道中2
休日のせいか新しくできたばかりのせいなのかここのサービスエリアはすごく人が多い。確かに、レンガ調作りのお洒落な建物でトイレも見た事のないレイアウトになっている。しかしこの人混みだと休憩には全く適していない。地方の遊園地を思い出させる様なマスコットキャラクターも見えた。
「ストップ」
牧野は急に僕の足をとめる。お腹がすいているのに......
催し物の猿回しに興味深々の様だ。少し見る為に自分の’‘猿’’も引き止めたらしい。
テレビでも見た事あるようなオーソドックスな猿回しだ。幼少期の自分よりも主人の言う事を聞いてるのは確実だと思うくらいの忠実さであった。以前の旅行で野生の猿に鞄を引っ張られた経験があったので特に感心させられてしまった。周囲のお客さんも子供を中心として歓声があがっている。

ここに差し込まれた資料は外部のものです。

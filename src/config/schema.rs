/// Configuration schema and defaults for mapledash.
///
/// Defines the TOML-serializable configuration structure with all sections:
/// `[api]`, `[polling]`, `[storage]`, `[web]` and `[logging]`.
///
/// Every field has a built-in default. Users only need to set the values
/// they want to override.
use std::time::Duration;

use serde::{Deserialize, Serialize};

// ---------------------------------------------------------------------------
// Top-level config
// ---------------------------------------------------------------------------

/// Top-level mapledash configuration.
///
/// Maps directly to `~/.mapledash/config.toml` and `.mapledash.toml`.
#[derive(Debug, Clone, Default, Serialize, Deserialize)]
#[serde(default)]
pub struct DashConfig {
    pub api: ApiConfig,
    pub polling: PollingConfig,
    pub storage: StorageConfig,
    pub web: WebConfig,
    pub logging: LoggingConfig,
}

// ---------------------------------------------------------------------------
// [api]
// ---------------------------------------------------------------------------

/// Remote service settings.
#[derive(Debug, Clone, Serialize, Deserialize)]
#[serde(default)]
pub struct ApiConfig {
    /// Base URL of the usage service. The status endpoint is its root.
    pub base_url: String,
    /// Per-request timeout (milliseconds).
    pub timeout_ms: u64,
}

impl Default for ApiConfig {
    fn default() -> Self {
        Self {
            base_url: "https://api.mapleai.de".to_string(),
            timeout_ms: 10_000,
        }
    }
}

impl ApiConfig {
    pub fn timeout(&self) -> Duration {
        Duration::from_millis(self.timeout_ms)
    }
}

// ---------------------------------------------------------------------------
// [polling]
// ---------------------------------------------------------------------------

/// Intervals for the two scheduled tasks and the error banner lifetime.
#[derive(Debug, Clone, Serialize, Deserialize)]
#[serde(default)]
pub struct PollingConfig {
    /// Seconds between service status checks.
    pub status_interval_secs: u64,
    /// Seconds between automatic usage refreshes once a fetch succeeded.
    pub usage_interval_secs: u64,
    /// Seconds an error banner stays visible.
    pub error_banner_secs: u64,
}

impl Default for PollingConfig {
    fn default() -> Self {
        Self {
            status_interval_secs: 60,
            usage_interval_secs: 30,
            error_banner_secs: 5,
        }
    }
}

impl PollingConfig {
    pub fn status_interval(&self) -> Duration {
        Duration::from_secs(self.status_interval_secs.max(1))
    }

    pub fn usage_interval(&self) -> Duration {
        Duration::from_secs(self.usage_interval_secs.max(1))
    }

    /// Banner lifetime, saturating at the largest duration chrono can hold.
    pub fn error_banner_ttl(&self) -> chrono::Duration {
        i64::try_from(self.error_banner_secs)
            .ok()
            .and_then(chrono::Duration::try_seconds)
            .unwrap_or(chrono::Duration::MAX)
    }
}

// ---------------------------------------------------------------------------
// [storage]
// ---------------------------------------------------------------------------

/// Where the bearer token is persisted between runs.
#[derive(Debug, Clone, Serialize, Deserialize)]
#[serde(default)]
pub struct StorageConfig {
    /// Path of the token slot. `~` is expanded to the home directory.
    pub token_path: String,
}

impl Default for StorageConfig {
    fn default() -> Self {
        Self {
            token_path: "~/.mapledash/token".to_string(),
        }
    }
}

// ---------------------------------------------------------------------------
// [web]
// ---------------------------------------------------------------------------

/// Embedded web dashboard settings.
#[derive(Debug, Clone, Serialize, Deserialize)]
#[serde(default)]
pub struct WebConfig {
    /// Listen address for `mapledash serve`.
    pub addr: String,
    /// Open the dashboard in the default browser on start.
    pub open_browser: bool,
}

impl Default for WebConfig {
    fn default() -> Self {
        Self {
            addr: "127.0.0.1:9747".to_string(),
            open_browser: true,
        }
    }
}

// ---------------------------------------------------------------------------
// [logging]
// ---------------------------------------------------------------------------

/// Logging settings.
#[derive(Debug, Clone, Serialize, Deserialize)]
#[serde(default)]
pub struct LoggingConfig {
    /// Whether event logging is enabled.
    pub enabled: bool,
    /// Path to the event log file. `~` is expanded to the home directory.
    pub path: String,
    /// Log level: `"debug"`, `"info"`, `"warn"`, `"error"`.
    pub level: String,
}

impl Default for LoggingConfig {
    fn default() -> Self {
        Self {
            enabled: true,
            path: "~/.mapledash/events.log".to_string(),
            level: "info".to_string(),
        }
    }
}

// ---------------------------------------------------------------------------
// Default TOML content
// ---------------------------------------------------------------------------

impl DashConfig {
    /// Generate the annotated default TOML config file content.
    ///
    /// Used by `mapledash config init`.
    pub fn default_toml() -> String {
        r#"# mapledash Configuration
#
# Configuration hierarchy (highest precedence wins):
#   1. Environment variables (MAPLEDASH_*)
#   2. Project config (.mapledash.toml in current directory)
#   3. User global config (~/.mapledash/config.toml)
#   4. Built-in defaults

[api]
base_url = "https://api.mapleai.de"
timeout_ms = 10000

[polling]
status_interval_secs = 60     # GET / (no token needed)
usage_interval_secs = 30      # key-info + usage-history, armed after first success
error_banner_secs = 5

[storage]
token_path = "~/.mapledash/token"

[web]
addr = "127.0.0.1:9747"
open_browser = true

[logging]
enabled = true
path = "~/.mapledash/events.log"
level = "info"                # debug | info | warn | error
"#
        .to_string()
    }
}

// ---------------------------------------------------------------------------
// Tests
// ---------------------------------------------------------------------------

猿は観客を気にもせずに球に乗りながら嘲笑うかのようにあくびをかいていた。
猿も働くのは嫌なのねーー。
僕はそれでも一心不乱に拍手をおくった。
隣を見ると牧野も興味をさらに深くした顔で自分よりも”いい服”を着ているお猿さんに向かって拍手をおくっている。
その後、建物内に入りお土産コーナーをかき分け、フードコートの席に着いた。
「さっきのどう思う?」
牧野はボサボサ頭を前に突き出して唐突に切り出す。
「ほら、さっきの猿回し師の方だよ。」
「どうしたんだ?」
彼は話を伝える時に省略する癖がある。
なるほど、最後のあくびのときかーー。
「猿がかわいそうだと思わないのか? か?」
「違うよ。そうじゃない。」
僕は話が見えずため息をついた。お腹が空いた。
「なぜあんなにすごいのにサービスエリアで無料で見られるんだ?」
「本部の宣伝とかじゃ無いの? あとサービスエリアにオファーをもらったとかじゃないのかな。」
彼はそれほど物事を深く考えない。たまに常識もない。
「無料であんなすごいものが見られて感動したんだ。本当にこの人は、猿が好きなだけで演じているのかと思っちゃったよ。」
彼はどうでもいいような事を言いながら先に来た蕎麦をすすっていた。箸の持ち方も汚い。
しかし、確かにお猿さんは不機嫌だったが、僕たちに楽しさと感動と余韻の時間を作ってくれた。途中、お腹がすいていることさえ忘れていた。たまたま通りがかっただけであったがそれにより一層思い出に残るであろう。
今となっては自分の事を猿扱いしてくれた牧野に、少し感謝である。1人なら素通りしてしまっていたのは言うまでもない。
しかし、自分のカツカレーのベルはまだ鳴らない。蕎麦にしておくんだった。